::: Records for this exercise :::
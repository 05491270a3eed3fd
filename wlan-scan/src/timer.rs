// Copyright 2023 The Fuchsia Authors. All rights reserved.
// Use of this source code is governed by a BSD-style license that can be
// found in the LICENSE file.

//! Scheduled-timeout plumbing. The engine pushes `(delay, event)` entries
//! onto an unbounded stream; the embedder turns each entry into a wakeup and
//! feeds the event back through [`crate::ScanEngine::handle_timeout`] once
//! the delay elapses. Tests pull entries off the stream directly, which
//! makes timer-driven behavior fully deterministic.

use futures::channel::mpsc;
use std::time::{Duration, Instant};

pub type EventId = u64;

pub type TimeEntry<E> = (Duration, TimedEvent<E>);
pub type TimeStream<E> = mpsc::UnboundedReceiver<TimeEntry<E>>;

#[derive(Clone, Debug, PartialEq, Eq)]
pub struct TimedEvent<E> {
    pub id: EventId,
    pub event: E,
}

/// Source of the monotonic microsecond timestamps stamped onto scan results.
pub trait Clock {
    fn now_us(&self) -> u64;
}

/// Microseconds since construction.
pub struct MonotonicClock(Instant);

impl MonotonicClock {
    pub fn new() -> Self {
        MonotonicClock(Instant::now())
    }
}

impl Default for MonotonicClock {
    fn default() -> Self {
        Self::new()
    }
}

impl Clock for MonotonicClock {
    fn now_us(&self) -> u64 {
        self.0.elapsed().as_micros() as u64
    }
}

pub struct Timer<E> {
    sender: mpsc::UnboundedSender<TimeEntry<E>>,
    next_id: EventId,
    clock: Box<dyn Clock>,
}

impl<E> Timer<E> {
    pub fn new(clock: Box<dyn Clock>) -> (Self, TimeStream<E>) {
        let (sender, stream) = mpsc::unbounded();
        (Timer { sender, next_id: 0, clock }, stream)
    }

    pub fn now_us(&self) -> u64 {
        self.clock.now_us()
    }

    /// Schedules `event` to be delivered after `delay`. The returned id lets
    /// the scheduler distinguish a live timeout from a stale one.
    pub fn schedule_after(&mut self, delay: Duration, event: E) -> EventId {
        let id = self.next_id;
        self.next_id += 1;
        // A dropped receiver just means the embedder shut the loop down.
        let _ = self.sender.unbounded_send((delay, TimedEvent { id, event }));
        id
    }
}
:::
::: Records for this exercise :::
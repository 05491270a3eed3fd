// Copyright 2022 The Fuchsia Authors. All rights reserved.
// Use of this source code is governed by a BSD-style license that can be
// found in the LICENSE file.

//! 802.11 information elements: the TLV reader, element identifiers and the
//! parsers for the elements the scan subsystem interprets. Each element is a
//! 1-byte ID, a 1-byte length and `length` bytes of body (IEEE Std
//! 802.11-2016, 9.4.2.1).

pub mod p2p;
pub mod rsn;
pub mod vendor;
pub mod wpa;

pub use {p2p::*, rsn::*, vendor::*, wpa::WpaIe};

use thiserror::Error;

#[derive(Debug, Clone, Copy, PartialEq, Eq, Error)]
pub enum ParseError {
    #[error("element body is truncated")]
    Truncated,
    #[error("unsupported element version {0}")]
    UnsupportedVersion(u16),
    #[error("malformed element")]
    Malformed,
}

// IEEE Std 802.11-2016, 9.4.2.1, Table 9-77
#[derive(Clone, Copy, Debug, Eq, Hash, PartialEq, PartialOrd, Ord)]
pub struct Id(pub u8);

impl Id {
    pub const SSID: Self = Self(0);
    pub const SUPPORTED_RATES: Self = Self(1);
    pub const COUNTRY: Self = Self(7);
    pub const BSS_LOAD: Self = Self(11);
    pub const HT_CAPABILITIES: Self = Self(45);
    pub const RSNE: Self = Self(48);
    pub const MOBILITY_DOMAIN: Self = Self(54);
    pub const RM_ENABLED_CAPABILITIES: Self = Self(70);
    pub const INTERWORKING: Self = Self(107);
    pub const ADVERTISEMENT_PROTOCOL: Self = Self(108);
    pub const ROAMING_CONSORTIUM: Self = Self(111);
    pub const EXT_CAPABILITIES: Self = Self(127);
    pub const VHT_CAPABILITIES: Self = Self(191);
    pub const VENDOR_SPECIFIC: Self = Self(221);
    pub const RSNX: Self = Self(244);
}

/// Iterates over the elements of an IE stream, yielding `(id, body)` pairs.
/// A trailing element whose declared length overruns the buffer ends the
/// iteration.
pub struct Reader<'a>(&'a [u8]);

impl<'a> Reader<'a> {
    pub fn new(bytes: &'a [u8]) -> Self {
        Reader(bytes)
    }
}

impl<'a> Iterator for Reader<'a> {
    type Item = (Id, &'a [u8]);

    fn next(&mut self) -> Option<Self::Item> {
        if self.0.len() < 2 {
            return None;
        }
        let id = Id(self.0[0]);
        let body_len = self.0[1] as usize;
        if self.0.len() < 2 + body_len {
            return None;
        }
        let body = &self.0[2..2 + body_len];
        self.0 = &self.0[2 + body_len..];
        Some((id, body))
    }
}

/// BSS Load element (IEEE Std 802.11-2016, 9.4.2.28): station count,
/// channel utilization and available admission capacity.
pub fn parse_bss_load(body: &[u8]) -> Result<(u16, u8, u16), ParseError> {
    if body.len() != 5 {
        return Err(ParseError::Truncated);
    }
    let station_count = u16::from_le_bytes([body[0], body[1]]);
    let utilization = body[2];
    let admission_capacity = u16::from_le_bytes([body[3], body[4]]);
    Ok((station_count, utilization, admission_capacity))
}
:::
::: Records for this exercise :::
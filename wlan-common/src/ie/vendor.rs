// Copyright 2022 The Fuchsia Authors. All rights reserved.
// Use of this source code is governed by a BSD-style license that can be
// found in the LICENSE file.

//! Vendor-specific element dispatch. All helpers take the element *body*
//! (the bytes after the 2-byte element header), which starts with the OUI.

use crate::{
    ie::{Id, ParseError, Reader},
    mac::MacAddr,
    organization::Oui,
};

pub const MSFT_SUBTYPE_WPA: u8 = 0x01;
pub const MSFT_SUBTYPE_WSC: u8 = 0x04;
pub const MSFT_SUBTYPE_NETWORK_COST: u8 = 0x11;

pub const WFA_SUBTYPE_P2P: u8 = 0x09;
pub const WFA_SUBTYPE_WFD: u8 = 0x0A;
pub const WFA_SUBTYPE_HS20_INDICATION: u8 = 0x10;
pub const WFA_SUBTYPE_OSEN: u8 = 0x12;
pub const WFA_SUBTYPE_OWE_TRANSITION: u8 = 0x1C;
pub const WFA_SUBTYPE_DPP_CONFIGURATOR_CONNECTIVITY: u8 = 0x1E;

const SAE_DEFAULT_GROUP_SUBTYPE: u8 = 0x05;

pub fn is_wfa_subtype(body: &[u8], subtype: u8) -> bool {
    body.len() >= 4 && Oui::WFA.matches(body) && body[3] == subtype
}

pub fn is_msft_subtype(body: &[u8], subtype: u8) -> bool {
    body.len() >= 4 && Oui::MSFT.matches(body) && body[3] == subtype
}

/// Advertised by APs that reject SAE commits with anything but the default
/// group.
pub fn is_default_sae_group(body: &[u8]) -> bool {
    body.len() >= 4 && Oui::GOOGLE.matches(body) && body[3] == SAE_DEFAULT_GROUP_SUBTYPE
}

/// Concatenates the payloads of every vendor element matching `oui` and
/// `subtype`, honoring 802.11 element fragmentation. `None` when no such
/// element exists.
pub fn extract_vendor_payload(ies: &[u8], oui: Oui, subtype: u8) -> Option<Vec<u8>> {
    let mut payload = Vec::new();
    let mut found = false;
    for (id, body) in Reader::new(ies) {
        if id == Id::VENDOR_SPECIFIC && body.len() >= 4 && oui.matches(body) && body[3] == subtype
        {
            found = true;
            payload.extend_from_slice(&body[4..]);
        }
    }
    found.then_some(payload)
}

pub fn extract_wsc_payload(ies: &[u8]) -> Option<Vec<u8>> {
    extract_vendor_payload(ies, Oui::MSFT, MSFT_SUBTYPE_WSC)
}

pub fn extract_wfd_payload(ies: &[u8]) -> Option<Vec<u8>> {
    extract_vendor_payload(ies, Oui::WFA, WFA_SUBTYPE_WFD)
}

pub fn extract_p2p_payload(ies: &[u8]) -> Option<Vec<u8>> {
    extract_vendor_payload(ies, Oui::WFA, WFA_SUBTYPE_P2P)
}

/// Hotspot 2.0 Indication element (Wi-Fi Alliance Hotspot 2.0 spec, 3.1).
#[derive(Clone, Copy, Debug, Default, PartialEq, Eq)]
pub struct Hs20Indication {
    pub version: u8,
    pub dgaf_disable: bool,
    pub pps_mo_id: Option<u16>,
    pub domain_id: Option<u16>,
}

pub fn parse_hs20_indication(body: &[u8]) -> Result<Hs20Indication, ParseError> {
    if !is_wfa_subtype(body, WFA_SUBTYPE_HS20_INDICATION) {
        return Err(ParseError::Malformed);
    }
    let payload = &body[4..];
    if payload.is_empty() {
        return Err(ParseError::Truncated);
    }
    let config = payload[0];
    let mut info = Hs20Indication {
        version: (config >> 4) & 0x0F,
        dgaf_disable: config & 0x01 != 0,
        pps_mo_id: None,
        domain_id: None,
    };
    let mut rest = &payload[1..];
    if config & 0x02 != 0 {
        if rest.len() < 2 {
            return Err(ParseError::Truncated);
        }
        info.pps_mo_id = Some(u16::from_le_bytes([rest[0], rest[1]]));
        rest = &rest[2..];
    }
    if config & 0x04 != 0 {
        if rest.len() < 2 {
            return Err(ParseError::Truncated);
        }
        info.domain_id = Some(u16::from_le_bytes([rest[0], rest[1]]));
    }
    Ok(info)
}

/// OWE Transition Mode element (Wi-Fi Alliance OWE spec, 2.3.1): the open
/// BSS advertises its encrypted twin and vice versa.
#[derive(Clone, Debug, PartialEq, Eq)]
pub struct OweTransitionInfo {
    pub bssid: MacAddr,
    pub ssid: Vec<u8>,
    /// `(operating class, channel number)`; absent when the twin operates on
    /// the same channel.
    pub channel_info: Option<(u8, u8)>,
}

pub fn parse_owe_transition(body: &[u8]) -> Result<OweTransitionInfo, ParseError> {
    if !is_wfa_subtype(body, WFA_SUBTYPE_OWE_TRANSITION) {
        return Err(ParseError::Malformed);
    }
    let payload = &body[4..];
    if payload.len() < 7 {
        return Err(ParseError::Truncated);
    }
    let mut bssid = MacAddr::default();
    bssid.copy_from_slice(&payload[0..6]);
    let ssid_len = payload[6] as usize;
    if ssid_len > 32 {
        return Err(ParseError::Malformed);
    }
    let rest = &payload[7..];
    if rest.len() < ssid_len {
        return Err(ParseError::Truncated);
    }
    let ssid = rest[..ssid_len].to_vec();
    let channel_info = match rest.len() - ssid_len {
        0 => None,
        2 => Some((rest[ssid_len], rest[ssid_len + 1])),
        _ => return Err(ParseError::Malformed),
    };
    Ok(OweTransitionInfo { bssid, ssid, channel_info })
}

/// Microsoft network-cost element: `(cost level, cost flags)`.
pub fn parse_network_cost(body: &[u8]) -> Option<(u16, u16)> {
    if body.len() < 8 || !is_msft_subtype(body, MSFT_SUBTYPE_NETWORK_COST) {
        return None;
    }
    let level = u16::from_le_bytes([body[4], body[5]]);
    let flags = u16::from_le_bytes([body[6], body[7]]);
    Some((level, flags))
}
:::
Return, from the data, each line where the string "when" occurs.

*Written response:*
/// `subtype`, honoring 802.11 element fragmentation. `None` when no such
    /// `(operating class, channel number)`; absent when the twin operates on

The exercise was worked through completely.